Exercise goal - In the data below, retype exactly the line that contains "json = serde_json::to_string(self).map_err(io::Error::other)?;" and every line after it, through the last.

Listed records -

[Start of section]

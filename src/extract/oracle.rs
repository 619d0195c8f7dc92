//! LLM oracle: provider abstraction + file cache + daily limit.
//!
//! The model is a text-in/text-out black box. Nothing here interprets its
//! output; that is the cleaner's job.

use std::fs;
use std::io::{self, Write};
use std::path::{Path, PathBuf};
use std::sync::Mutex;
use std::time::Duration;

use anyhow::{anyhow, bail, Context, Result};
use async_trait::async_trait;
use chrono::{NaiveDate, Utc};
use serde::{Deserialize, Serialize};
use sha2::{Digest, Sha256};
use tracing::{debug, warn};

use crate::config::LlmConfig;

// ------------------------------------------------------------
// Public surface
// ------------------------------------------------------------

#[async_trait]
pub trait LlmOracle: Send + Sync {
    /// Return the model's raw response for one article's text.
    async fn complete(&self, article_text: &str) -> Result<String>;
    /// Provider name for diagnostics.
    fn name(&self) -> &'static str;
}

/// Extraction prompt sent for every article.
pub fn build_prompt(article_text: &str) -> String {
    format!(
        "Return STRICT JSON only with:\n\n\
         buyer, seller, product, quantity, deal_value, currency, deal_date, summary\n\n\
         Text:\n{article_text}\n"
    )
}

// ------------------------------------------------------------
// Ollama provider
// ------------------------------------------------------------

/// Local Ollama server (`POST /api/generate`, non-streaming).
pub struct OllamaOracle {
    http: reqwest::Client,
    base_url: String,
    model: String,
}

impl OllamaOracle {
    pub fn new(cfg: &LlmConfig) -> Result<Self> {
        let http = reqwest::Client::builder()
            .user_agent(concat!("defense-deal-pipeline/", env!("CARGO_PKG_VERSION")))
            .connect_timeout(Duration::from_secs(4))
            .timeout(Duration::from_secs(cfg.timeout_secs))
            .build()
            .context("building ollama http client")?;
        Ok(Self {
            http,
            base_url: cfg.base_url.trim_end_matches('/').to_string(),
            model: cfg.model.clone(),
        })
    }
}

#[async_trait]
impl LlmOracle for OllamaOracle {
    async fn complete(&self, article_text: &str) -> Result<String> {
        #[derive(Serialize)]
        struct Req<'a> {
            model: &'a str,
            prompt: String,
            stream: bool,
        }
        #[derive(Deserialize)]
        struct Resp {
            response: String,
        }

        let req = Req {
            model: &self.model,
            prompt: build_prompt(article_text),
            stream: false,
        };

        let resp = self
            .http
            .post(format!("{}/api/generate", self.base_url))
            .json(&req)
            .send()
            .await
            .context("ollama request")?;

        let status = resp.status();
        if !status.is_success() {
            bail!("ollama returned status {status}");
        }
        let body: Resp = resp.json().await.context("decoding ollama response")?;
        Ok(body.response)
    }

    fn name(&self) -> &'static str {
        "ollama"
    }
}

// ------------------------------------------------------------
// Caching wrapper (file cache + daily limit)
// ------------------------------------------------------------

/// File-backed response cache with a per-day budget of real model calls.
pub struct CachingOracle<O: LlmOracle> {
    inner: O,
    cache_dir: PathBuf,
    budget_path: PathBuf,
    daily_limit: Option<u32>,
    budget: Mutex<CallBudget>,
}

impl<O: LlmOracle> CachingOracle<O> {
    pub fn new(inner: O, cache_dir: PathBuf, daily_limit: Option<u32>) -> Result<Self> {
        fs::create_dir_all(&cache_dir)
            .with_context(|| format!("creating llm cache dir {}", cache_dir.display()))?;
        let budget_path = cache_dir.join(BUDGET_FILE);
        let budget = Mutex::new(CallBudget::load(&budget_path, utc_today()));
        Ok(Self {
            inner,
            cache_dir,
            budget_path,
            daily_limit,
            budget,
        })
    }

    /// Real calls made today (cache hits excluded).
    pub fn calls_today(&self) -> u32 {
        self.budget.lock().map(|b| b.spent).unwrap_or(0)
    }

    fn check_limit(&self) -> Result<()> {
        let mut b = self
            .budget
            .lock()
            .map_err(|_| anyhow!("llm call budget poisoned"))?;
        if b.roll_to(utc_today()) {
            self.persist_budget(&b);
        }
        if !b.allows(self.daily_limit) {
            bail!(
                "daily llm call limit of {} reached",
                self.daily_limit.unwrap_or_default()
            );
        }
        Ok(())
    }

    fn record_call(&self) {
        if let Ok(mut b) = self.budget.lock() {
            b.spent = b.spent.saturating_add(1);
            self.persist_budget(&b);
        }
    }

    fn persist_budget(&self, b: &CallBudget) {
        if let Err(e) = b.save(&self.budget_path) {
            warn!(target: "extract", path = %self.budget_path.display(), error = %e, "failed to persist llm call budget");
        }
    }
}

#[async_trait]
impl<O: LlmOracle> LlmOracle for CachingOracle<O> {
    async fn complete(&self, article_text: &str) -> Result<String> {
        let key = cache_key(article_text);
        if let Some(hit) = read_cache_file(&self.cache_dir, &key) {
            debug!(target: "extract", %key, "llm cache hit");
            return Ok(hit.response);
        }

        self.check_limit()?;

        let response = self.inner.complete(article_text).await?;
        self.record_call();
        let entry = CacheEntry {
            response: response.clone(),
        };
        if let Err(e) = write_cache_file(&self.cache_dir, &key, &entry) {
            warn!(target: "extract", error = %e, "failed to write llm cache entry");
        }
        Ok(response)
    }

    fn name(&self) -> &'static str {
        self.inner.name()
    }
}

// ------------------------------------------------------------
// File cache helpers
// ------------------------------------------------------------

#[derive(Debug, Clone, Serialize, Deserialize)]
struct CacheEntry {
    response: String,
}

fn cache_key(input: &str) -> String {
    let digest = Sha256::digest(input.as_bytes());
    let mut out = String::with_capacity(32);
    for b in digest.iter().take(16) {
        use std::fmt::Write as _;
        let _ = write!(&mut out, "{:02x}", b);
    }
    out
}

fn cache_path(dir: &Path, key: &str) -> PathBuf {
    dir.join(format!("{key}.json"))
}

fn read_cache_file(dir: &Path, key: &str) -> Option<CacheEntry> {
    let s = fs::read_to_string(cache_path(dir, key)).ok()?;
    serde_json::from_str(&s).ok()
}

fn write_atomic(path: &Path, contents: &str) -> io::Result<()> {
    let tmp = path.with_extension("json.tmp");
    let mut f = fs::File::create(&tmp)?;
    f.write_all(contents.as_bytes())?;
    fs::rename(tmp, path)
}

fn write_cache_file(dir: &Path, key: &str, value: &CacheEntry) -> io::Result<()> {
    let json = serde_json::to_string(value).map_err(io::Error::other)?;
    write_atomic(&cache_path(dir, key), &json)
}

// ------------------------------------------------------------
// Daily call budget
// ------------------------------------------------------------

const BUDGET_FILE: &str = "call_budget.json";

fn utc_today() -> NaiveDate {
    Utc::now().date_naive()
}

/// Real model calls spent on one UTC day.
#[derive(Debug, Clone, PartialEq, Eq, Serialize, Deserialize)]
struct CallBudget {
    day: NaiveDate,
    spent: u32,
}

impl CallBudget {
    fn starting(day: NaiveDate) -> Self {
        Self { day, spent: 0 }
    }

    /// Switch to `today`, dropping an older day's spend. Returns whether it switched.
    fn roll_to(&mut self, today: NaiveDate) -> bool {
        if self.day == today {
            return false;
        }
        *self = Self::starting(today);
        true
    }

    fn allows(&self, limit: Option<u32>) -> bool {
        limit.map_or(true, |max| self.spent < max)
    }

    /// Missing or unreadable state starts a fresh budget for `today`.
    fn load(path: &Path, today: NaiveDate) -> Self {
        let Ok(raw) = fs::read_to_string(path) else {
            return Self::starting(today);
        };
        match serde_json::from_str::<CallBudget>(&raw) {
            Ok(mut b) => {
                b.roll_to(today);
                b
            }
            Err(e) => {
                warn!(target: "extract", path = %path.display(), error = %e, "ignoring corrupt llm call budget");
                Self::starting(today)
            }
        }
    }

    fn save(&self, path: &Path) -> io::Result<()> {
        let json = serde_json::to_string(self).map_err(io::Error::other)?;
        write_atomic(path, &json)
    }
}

[End of section]

Exercise output -
        let json = serde_json::to_string(self).map_err(io::Error::other)?;
        write_atomic(path, &json)
    }
}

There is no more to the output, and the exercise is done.